All times are UTC-06:00




Post new topic  Reply to topic  [ 21 posts ] 
Author Message
PostPosted: Mon Jul 19, 2010 7:37 pm 
Offline

Joined: Tue Mar 31, 2009 10:24 pm
Posts: 171
I know it may not be the best time for such projects on the platform, but since the project's initial phase is done, i can just as well bring it to the attention of my fellow powerdevelopers:

ntsh-jass

It's a pet project of mine that has been developed on and off over the span of a few years now, across several platforms. Project started off as a testbed for scene graph experiments, and was largely neglected after it served its initial purpose. Until earlier this year when i needed a lightweight shader prototyping and demonstration framework on my job; at this moment i added a simple 'material system', and branched a GLSL-targeting base, and well, did not stop there, but subsequently moved onto ES2. As you can guess, that last part occurred on the EfikaMX (yes, i'm that guy who keeps babbling about using low-power computers as graphics development stations).

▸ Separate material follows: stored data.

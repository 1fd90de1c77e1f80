//! SQL schema for the Aula SQLite store.
//!
//! Executed once at connection startup. Future migrations will be gated on
//! `PRAGMA user_version`.

/// Full schema DDL; idempotent thanks to `CREATE TABLE IF NOT EXISTS`.
pub const SCHEMA: &str = "
PRAGMA journal_mode = WAL;
PRAGMA foreign_keys = ON;

-- ── Catalog ─────────────────────────────────────────────────────────────

CREATE TABLE IF NOT EXISTS faculties (
    code        TEXT PRIMARY KEY,
    name        TEXT NOT NULL,
    address     TEXT NOT NULL,
    phone       TEXT NOT NULL,
    email       TEXT NOT NULL,
    website     TEXT NOT NULL,
    dean        TEXT NOT NULL,
    established TEXT NOT NULL,   -- YYYY-MM-DD
    description TEXT
);

CREATE TABLE IF NOT EXISTS careers (
    code           TEXT PRIMARY KEY,
    name           TEXT NOT NULL,
    faculty_code   TEXT NOT NULL REFERENCES faculties(code),
    director       TEXT NOT NULL,
    duration_years INTEGER NOT NULL CHECK (duration_years > 0),
    description    TEXT
);

CREATE TABLE IF NOT EXISTS subjects (
    code         TEXT PRIMARY KEY,
    name         TEXT NOT NULL,
    career_code  TEXT NOT NULL REFERENCES careers(code),
    year         INTEGER NOT NULL CHECK (year > 0),
    category     TEXT NOT NULL,   -- 'obligatory' | 'elective'
    period       TEXT NOT NULL,   -- 'first' | 'second' | 'annual'
    weekly_hours INTEGER NOT NULL CHECK (weekly_hours > 0),
    description  TEXT
);

CREATE TABLE IF NOT EXISTS final_exams (
    final_exam_id    TEXT PRIMARY KEY,
    subject_code     TEXT NOT NULL REFERENCES subjects(code),
    date             TEXT NOT NULL,
    location         TEXT NOT NULL,
    duration_minutes INTEGER NOT NULL CHECK (duration_minutes > 0),
    call_number      INTEGER NOT NULL CHECK (call_number > 0),
    notes            TEXT
);

-- ── People ──────────────────────────────────────────────────────────────

-- Users are never deleted; deactivation is a flag.
CREATE TABLE IF NOT EXISTS users (
    user_id       TEXT PRIMARY KEY,
    username      TEXT NOT NULL UNIQUE,
    first_name    TEXT NOT NULL,
    last_name     TEXT NOT NULL,
    email         TEXT NOT NULL,
    dni           TEXT UNIQUE,
    role          TEXT NOT NULL,   -- 'administrator' | 'professor' | 'student'
    password_hash TEXT NOT NULL,   -- argon2 PHC string
    is_active     INTEGER NOT NULL DEFAULT 1,
    created_at    TEXT NOT NULL
);

CREATE TABLE IF NOT EXISTS students (
    student_id      TEXT PRIMARY KEY,
    user_id         TEXT NOT NULL UNIQUE REFERENCES users(user_id),
    career_code     TEXT REFERENCES careers(code),
    enrollment_date TEXT NOT NULL
);

CREATE TABLE IF NOT EXISTS professors (
    professor_id TEXT PRIMARY KEY,
    user_id      TEXT NOT NULL UNIQUE REFERENCES users(user_id),
    degree       TEXT NOT NULL,
    category     TEXT NOT NULL,   -- 'titular' | 'adjunct' | 'auxiliar'
    hire_date    TEXT NOT NULL
);

CREATE TABLE IF NOT EXISTS subject_professors (
    subject_code TEXT NOT NULL REFERENCES subjects(code) ON DELETE CASCADE,
    professor_id TEXT NOT NULL REFERENCES professors(professor_id),
    PRIMARY KEY (subject_code, professor_id)
);

CREATE TABLE IF NOT EXISTS final_exam_professors (
    final_exam_id TEXT NOT NULL REFERENCES final_exams(final_exam_id) ON DELETE CASCADE,
    professor_id  TEXT NOT NULL REFERENCES professors(professor_id),
    PRIMARY KEY (final_exam_id, professor_id)
);

-- ── Enrollments ─────────────────────────────────────────────────────────

-- Enrollments are immutable: no UPDATE is ever issued against these tables.
CREATE TABLE IF NOT EXISTS subject_enrollments (
    enrollment_id TEXT PRIMARY KEY,
    student_id    TEXT NOT NULL REFERENCES students(student_id),
    subject_code  TEXT NOT NULL REFERENCES subjects(code),
    enrolled_at   TEXT NOT NULL,
    UNIQUE (student_id, subject_code)
);

CREATE TABLE IF NOT EXISTS final_exam_enrollments (
    enrollment_id TEXT PRIMARY KEY,
    student_id    TEXT NOT NULL REFERENCES students(student_id),
    final_exam_id TEXT NOT NULL REFERENCES final_exams(final_exam_id),
    enrolled_at   TEXT NOT NULL,
    UNIQUE (student_id, final_exam_id)
);

-- ── Grades ──────────────────────────────────────────────────────────────

-- One row per enrolled (student, subject); never deleted. The composite
-- foreign key rules out a grade without its enrollment, and the CHECK pins
-- status to the final score.
CREATE TABLE IF NOT EXISTS grades (
    student_id      TEXT NOT NULL,
    subject_code    TEXT NOT NULL,
    promotion_score REAL CHECK (promotion_score BETWEEN 0.0 AND 10.0),
    final_score     REAL CHECK (final_score BETWEEN 0.0 AND 10.0),
    status          TEXT NOT NULL,   -- derived: 'free' | 'regular' | 'promoted'
    last_updated    TEXT NOT NULL,
    notes           TEXT,
    PRIMARY KEY (student_id, subject_code),
    FOREIGN KEY (student_id, subject_code)
        REFERENCES subject_enrollments(student_id, subject_code),
    CHECK (
        (final_score IS NULL AND status = 'free')
        OR (final_score >= 6.0 AND status = 'promoted')
        OR (final_score < 6.0 AND status = 'regular')
    )
);

CREATE INDEX IF NOT EXISTS careers_faculty_idx      ON careers(faculty_code);
CREATE INDEX IF NOT EXISTS subjects_career_idx      ON subjects(career_code);
CREATE INDEX IF NOT EXISTS final_exams_subject_idx  ON final_exams(subject_code);
CREATE INDEX IF NOT EXISTS students_career_idx      ON students(career_code);
CREATE INDEX IF NOT EXISTS subject_enrollments_idx  ON subject_enrollments(subject_code);
CREATE INDEX IF NOT EXISTS final_exam_enrollments_idx ON final_exam_enrollments(final_exam_id);
CREATE INDEX IF NOT EXISTS grades_subject_idx       ON grades(subject_code);

PRAGMA user_version = 1;
";
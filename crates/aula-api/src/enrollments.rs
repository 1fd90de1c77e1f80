//! Handlers for enrollments.
//!
//! | Method | Path | Notes |
//! |--------|------|-------|
//! | `GET`  | `/enrollments` | the current student's enrollments |
//! | `POST` | `/enrollments/subjects/{code}` | student enrolls in a subject |
//! | `POST` | `/enrollments/finals/{id}` | student enrolls in a final exam |
//! | `GET`  | `/finals/{id}/enrollments` | roster, assigned professors only |

use axum::{
  extract::{Path, State},
  http::StatusCode,
  response::IntoResponse,
};
use uuid::Uuid;

use aula_core::{
  access::Operation,
  enrollment::{Enrollment, Offering},
  store::AcademicStore,
};

use crate::{
  AppState,
  auth::CurrentUser,
  error::{ApiError, store_err},
  extract::Json,
  scope,
};

/// `GET /enrollments`
pub async fn list_own<S: AcademicStore>(
  State(state): State<AppState<S>>,
  user: CurrentUser,
) -> Result<Json<Vec<Enrollment>>, ApiError> {
  user.authorize(Operation::Enroll)?;
  let student = scope::student_profile(state.store.as_ref(), &user).await?;
  let enrollments = state
    .store
    .list_enrollments_for_student(&student.student_id)
    .await
    .map_err(store_err)?;
  Ok(Json(enrollments))
}

async fn enroll<S: AcademicStore>(
  state: &AppState<S>,
  user: &CurrentUser,
  offering: Offering,
) -> Result<Enrollment, ApiError> {
  user.authorize(Operation::Enroll)?;
  let student = scope::student_profile(state.store.as_ref(), user).await?;
  state
    .store
    .enroll(student.student_id, offering)
    .await
    .map_err(store_err)
}

/// `POST /enrollments/subjects/{code}`
pub async fn enroll_subject<S: AcademicStore>(
  State(state): State<AppState<S>>,
  user: CurrentUser,
  Path(code): Path<String>,
) -> Result<impl IntoResponse, ApiError> {
  let enrollment = enroll(&state, &user, Offering::subject(code)).await?;
  Ok((StatusCode::CREATED, Json(enrollment)))
}

/// `POST /enrollments/finals/{id}`
pub async fn enroll_final_exam<S: AcademicStore>(
  State(state): State<AppState<S>>,
  user: CurrentUser,
  Path(id): Path<Uuid>,
) -> Result<impl IntoResponse, ApiError> {
  let enrollment = enroll(&state, &user, Offering::final_exam(id)).await?;
  Ok((StatusCode::CREATED, Json(enrollment)))
}

/// `GET /finals/{id}/enrollments`
pub async fn final_exam_roster<S: AcademicStore>(
  State(state): State<AppState<S>>,
  user: CurrentUser,
  Path(id): Path<Uuid>,
) -> Result<Json<Vec<Enrollment>>, ApiError> {
  user.authorize(Operation::ViewFinalExamRoster)?;
  let store = state.store.as_ref();
  let professor = scope::professor_profile(store, &user).await?;
  scope::require_final_exam_assignment(store, &professor, id).await?;
  let roster = store
    .list_enrollments_for_offering(&Offering::final_exam(id))
    .await
    .map_err(store_err)?;
  Ok(Json(roster))
}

Long story short, ntsh-jass is a low-level abstraction (a really thin layer) over the GL API, in all its shader incarnations - ARB_program, GLSL -desktop and -embedded. It constitutes of a scene graph, a shader-based material system, and a couple of mesh format readers. It's useful as a testbed for shader prototyping and evaluation, or as a backend to higher-level parts of a game engine pipeline (i guess i could share with you that its original scene graph was used in a proprietary commercial engine, with shipped products). It's been run on quite a few platforms, some of which are not supported anymore, but the ES2 branch runs just fine on the current EfikaMX with the 2010.04.05 kernel and userspace GL components. As a matter of fact, i did not even have to dumb down the few shaders from the desktop versions (not that they're complex, but still).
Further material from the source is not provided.